5 min read

Mountain Biking Finally Cost Me a Tooth

As a mountain biker, I could do without certain badges of honor: broken collar bones and missing teeth. Well, twenty years of riding have finally caught up with me.
Mountain Biking Finally Cost Me a Tooth
I chipped tooth #9 when I was nine, and now it has returned to the earth.

A Different Kind of Pain Cave

The Emergency Department medical student who was stabbing lidocaine needles into my lips was young enough to be my son. Bill asked him how long he'd been at this.

"About two years."

You could get pretty good at just about anything with enough practice over two years. I began imagining he'd stitched people's faces at least three times a day.

"I'm sorry," he'd say kindly every time I winced, clutched Bill's hand in a death grip, and made a painful fist with the other. My legs moved involuntarily at every poke and tug as I moaned and squirmed. Tears meandered down my face, and my breathing was anything but stable.

He started explaining to me what he was doing, the state of the tissue, and why it hurt so much. I uncurled my fist long enough to wave my hand back and forth.

"Oh, sorry, I can stop explaining," he said. "Some people like it."

I waved my hand again and grunted. He got the point.

He could be my son, but I wanted to wail like a three-year-old.

Systems Check

Satisfied with his patch job, I thanked him as he left the room. A saintly nurse came to check on me and rustled up some gauze and water, stabbed me in the ass with some pain meds, and reassured me that we'd be free to go soon, once they put on the cast.

Cast?

Upon his initial examination of my busted up face, the doctor smartly ordered various scans: CT of the brain, face, and cervical spine, as well as X-rays of both hands. While my right hand hurt the most, my left hand was sporting the all-too-familiar OTB bruised palm. The X-ray revealed a minor fracture on my left thumb, one that could potentially affect a nearby ligament.

As another student took to immobilizing my left hand (the one I write with), I sank into self-pity. I can't ride. Or type. Or wipe my… And little did I know how hard it would be to eat and drink.

I started wondering why this always seems to happen: as soon as I feel good, like all the training is beginning to sink in, BAM! The universe feels the need to put me in my place, to remind me how fragile and tenuous this staying alive and healthy thing can be (last year, it was a dog bite).

But I was feeling good. It was a beautiful spring evening, full of the season's promise. My friends and I were all riding bikes together. We had just shared snacks on a bridge over the Blackwater River and watched a soaring bald eagle put on a show. I was getting ready to head off on a trip to Utah and Arizona, and I was excited to have the legs and lungs to make the most of it. I was having the ride of my life on one of the area's toughest trails, Splashdam.

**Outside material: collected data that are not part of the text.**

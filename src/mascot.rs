use ratatui::{
    layout::{Alignment, Rect},
    style::{Color, Style},
    text::{Line, Span},
    widgets::Paragraph,
    Frame,
};

/// Visual indicator of assistant attentiveness. The three states are
/// mutually exclusive; the fly-away overlay is independent and may overlap
/// any of them.
#[derive(Debug, Clone, Copy, PartialEq, Eq)]
pub enum MascotState {
    Neutral,
    Thinking,
    Sad,
}

#[derive(Debug)]
pub struct Mascot {
    state: MascotState,
    flying: bool,
    spinner_idx: usize,
}

impl Mascot {
    pub fn new() -> Self {
        Self {
            state: MascotState::Neutral,
            flying: false,
            spinner_idx: 0,
        }
    }

    pub fn state(&self) -> MascotState {
        self.state
    }

    pub fn set_state(&mut self, state: MascotState) {
        self.state = state;
    }

    pub fn is_flying(&self) -> bool {
        self.flying
    }

    pub fn set_flying(&mut self, flying: bool) {
        self.flying = flying;
    }

    pub fn update_spinner(&mut self) {
        self.spinner_idx = self.spinner_idx.wrapping_add(1);
    }

    pub fn render(&self, frame: &mut Frame, area: Rect) {
        let spinner_frames = ["◐", "◓", "◑", "◒"];
        let spinner = if self.state == MascotState::Thinking {
            spinner_frames[self.spinner_idx % spinner_frames.len()]
        } else {
            " "
        };

        let (face, caption, color) = match self.state {
            MascotState::Neutral => ("[ •‿• ]", "", Color::Gray),
            MascotState::Thinking => ("[ •_• ]", "thinking...", Color::DarkGray),
            MascotState::Sad => ("[ •︵• ]", "something went wrong", Color::Red),
        };

        // Fly-away overrides the face but not the caption
        let face = if self.flying { "[ ^o^ ]↗" } else { face };

        let lines = vec![
            Line::from(Span::styled(face, Style::default().fg(color))),
            Line::from(vec![
                Span::styled(spinner, Style::default().fg(Color::Gray)),
                Span::raw(" "),
                Span::styled(caption, Style::default().fg(color)),
            ]),
        ];

        frame.render_widget(
            Paragraph::new(lines).alignment(Alignment::Center),
            area,
        );
    }
}

impl Default for Mascot {
    fn default() -> Self {
        Self::new()
    }
}

#[cfg(test)]
mod tests {
    use super::*;

    #[test]
    fn test_flying_is_independent_of_state() {
        let mut mascot = Mascot::new();
        mascot.set_state(MascotState::Sad);
        mascot.set_flying(true);
        assert_eq!(mascot.state(), MascotState::Sad);
        assert!(mascot.is_flying());
        mascot.set_flying(false);
        assert_eq!(mascot.state(), MascotState::Sad);
    }
}
// src/models.rs

use chrono::{DateTime, Utc};
use serde::{Deserialize, Serialize};

use crate::attachment::Attachment;

/// Classification of a submission's attachment kind, driving backend routing.
#[derive(Debug, Clone, Copy, PartialEq, Eq, Serialize, Deserialize)]
pub enum InputType {
    #[serde(rename = "text")]
    Text,
    #[serde(rename = "image+text")]
    ImageText,
    #[serde(rename = "video+text")]
    VideoText,
    #[serde(rename = "article+text")]
    ArticleText,
}

impl InputType {
    pub fn as_str(&self) -> &'static str {
        match self {
            InputType::Text => "text",
            InputType::ImageText => "image+text",
            InputType::VideoText => "video+text",
            InputType::ArticleText => "article+text",
        }
    }

    /// Classifies a submission by the media type of its attachment, if any.
    /// Unrecognized media types fall back to plain text.
    pub fn classify(media_type: Option<&str>) -> Self {
        match media_type {
            Some(m) if m.starts_with("image/") => InputType::ImageText,
            Some(m) if m.starts_with("video/") => InputType::VideoText,
            Some(m) if m == "text/plain" || m == "application/pdf" || m.contains("word") => {
                InputType::ArticleText
            }
            _ => InputType::Text,
        }
    }
}

/// JSON body of the `payload` multipart field.
#[derive(Debug, Clone, Serialize, Deserialize)]
#[serde(rename_all = "camelCase")]
pub struct OutboundPayload {
    pub message: String,
    pub task: String,
    pub lang: String,
    pub input_type: InputType,
}

/// Everything needed for one webhook call: the JSON payload plus the raw
/// file bytes, if a file was attached.
#[derive(Debug, Clone)]
pub struct Submission {
    pub payload: OutboundPayload,
    pub attachment: Option<Attachment>,
}

/// Expected webhook response body.
#[derive(Debug, Clone, Deserialize)]
pub struct WebhookReply {
    #[serde(default)]
    pub error: Option<String>,
    #[serde(default)]
    pub reply: Option<String>,
}

/// Terminal result of one submission attempt. Every failure mode ends up
/// here; nothing is propagated past the widget.
#[derive(Debug, Clone, PartialEq, Eq)]
pub enum SubmissionOutcome {
    /// The webhook answered with a reply (or the fallback literal).
    Reply(String),
    /// The webhook answered with an `error` field.
    BackendError(String),
    /// Network failure or a response body that was not valid JSON.
    TransportFailure,
}

/// Logs details of each webhook call.
#[derive(Debug, Serialize, Deserialize)]
pub struct ApiCallLog {
    pub timestamp: DateTime<Utc>,
    pub endpoint: String,
    pub request_summary: String,
    pub response_status: u16,
    pub response_time_ms: u128,
}

#[cfg(test)]
mod tests {
    use super::*;

    #[test]
    fn test_classify_no_attachment_is_text() {
        assert_eq!(InputType::classify(None), InputType::Text);
    }

    #[test]
    fn test_classify_image() {
        assert_eq!(InputType::classify(Some("image/png")), InputType::ImageText);
        assert_eq!(
            InputType::classify(Some("image/jpeg")),
            InputType::ImageText
        );
    }

    #[test]
    fn test_classify_video() {
        assert_eq!(InputType::classify(Some("video/mp4")), InputType::VideoText);
    }

    #[test]
    fn test_classify_article() {
        assert_eq!(
            InputType::classify(Some("text/plain")),
            InputType::ArticleText
        );
        assert_eq!(
            InputType::classify(Some("application/pdf")),
            InputType::ArticleText
        );
        assert_eq!(
            InputType::classify(Some("application/msword")),
            InputType::ArticleText
        );
    }

    #[test]
    fn test_classify_unrecognized_falls_back_to_text() {
        assert_eq!(
            InputType::classify(Some("application/octet-stream")),
            InputType::Text
        );
    }

    #[test]
    fn test_payload_wire_format() {
        let payload = OutboundPayload {
            message: "hello".to_string(),
            task: "summarize".to_string(),
            lang: "en".to_string(),
            input_type: InputType::ImageText,
        };
        let json = serde_json::to_string(&payload).unwrap();
        assert!(json.contains("\"inputType\":\"image+text\""));
        assert!(json.contains("\"task\":\"summarize\""));
        assert!(json.contains("\"lang\":\"en\""));
    }
}
use chrono::{DateTime, Local};
use ratatui::{
    layout::Rect,
    style::{Color, Modifier, Style},
    text::{Line, Span},
};
use textwrap::wrap;

/// One entry in the append-only chat log.
#[derive(Debug, Clone)]
pub struct ChatMessage {
    content: String,
    from_user: bool,
    timestamp: DateTime<Local>,
}

impl ChatMessage {
    pub fn new(content: String, from_user: bool) -> Self {
        Self {
            content,
            from_user,
            timestamp: Local::now(),
        }
    }

    pub fn content(&self) -> &str {
        &self.content
    }

    pub fn is_from_user(&self) -> bool {
        self.from_user
    }

    pub fn render(&self, area: Rect) -> Vec<Line<'static>> {
        let mut lines = Vec::new();
        let style = self.base_style();
        let indent = if self.from_user { "  " } else { "" };

        let timestamp = self.timestamp.format("%H:%M").to_string();
        lines.push(Line::from(vec![
            Span::styled(indent.to_string(), style),
            Span::styled("┌─".to_string(), style),
            Span::styled(timestamp, style.add_modifier(Modifier::DIM)),
        ]));

        let wrap_width = (area.width as usize).saturating_sub(4).max(1);
        for wrapped_line in wrap(&self.content, wrap_width) {
            lines.push(Line::from(vec![
                Span::styled(indent.to_string(), style),
                Span::styled("│ ".to_string(), style),
                Span::styled(wrapped_line.to_string(), style),
            ]));
        }

        lines.push(Line::from(vec![
            Span::styled(indent.to_string(), style),
            Span::styled("╰─".to_string(), style),
        ]));

        lines
    }

    fn base_style(&self) -> Style {
        Style::default().fg(if self.from_user {
            Color::Rgb(255, 223, 128) // Warmer yellow
        } else {
            Color::Rgb(144, 238, 144) // Softer green
        })
    }
}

That is, until I decided to go off a steep boulder. I could've just as easily slowed down and taken the line to the left. But I was riding my big, squishy bike, and I figured, why not?

It crossed my mind that all those leaves could hide a hole. Too late. My front wheel was firmly planted in it and stuck. I was ferociously catapulted over the bars. The rock that would break my fall was much higher than ground level. So my hands, helmet, and face hit it with a ton of force.

Right away, I knew this wasn't good. I couldn't figure out what was going on with my mouth, but my hands hurt like hell. I untangled myself from the bike and heard a few friends behind me. I was lucky to have them there. They knew how to test for injuries that would keep me from walking out. It felt like my tooth was stuck in my gum. We briefly looked for it, but I just wanted to get out of there.

"Do you think I need stitches?" Haha.

They walked out with me, trying to keep my spirits up. It was a tough job. I was mumbling about how stupid I'd look without a tooth, how this would screw with my confidence, how this could ruin my trip…what about my training…on and on.

We ended up on a gravel road, so I eventually got on my bike. The air over my mangled lips was painful. But then there was Bill, ready to cart me off to the Emergency Department for a four-hour date.

Seven stitches and one cast later, as we walked out of the ED at 12:30 am, I said aloud to Bill: "I have my legs, I have my lungs, my heart, my brain. I can work with this."

Lights in the Dark

The next day, I found out that the thumb fracture was likely an old injury. Off with the cast! That meant riding was back on the table once my face healed. I have a fantastic dentist, and he's sure he can get me a new tooth. It's a waiting game to see if I need any root canals. My lips are still a mess, and my hands are sore, but all is healing. I've gotten by without an infection or need for antibiotics. I've learned how to eat and drink.

I can use a straw now, and my Face ID works again! Yesterday, I tried the trainer.

There is still so much to process, and I'm only six days into recovery. But a few crucial lessons burn bright.

1) Always, always, always wear a helmet.

2) Full-fingered gloves when mountain biking are worth their sweaty weight in gold.

3) Friends aren't what make the good times. They are what make the bad times tolerable.

Thank you to everyone who has helped me so far. You know who you are, and I feel lucky to know you.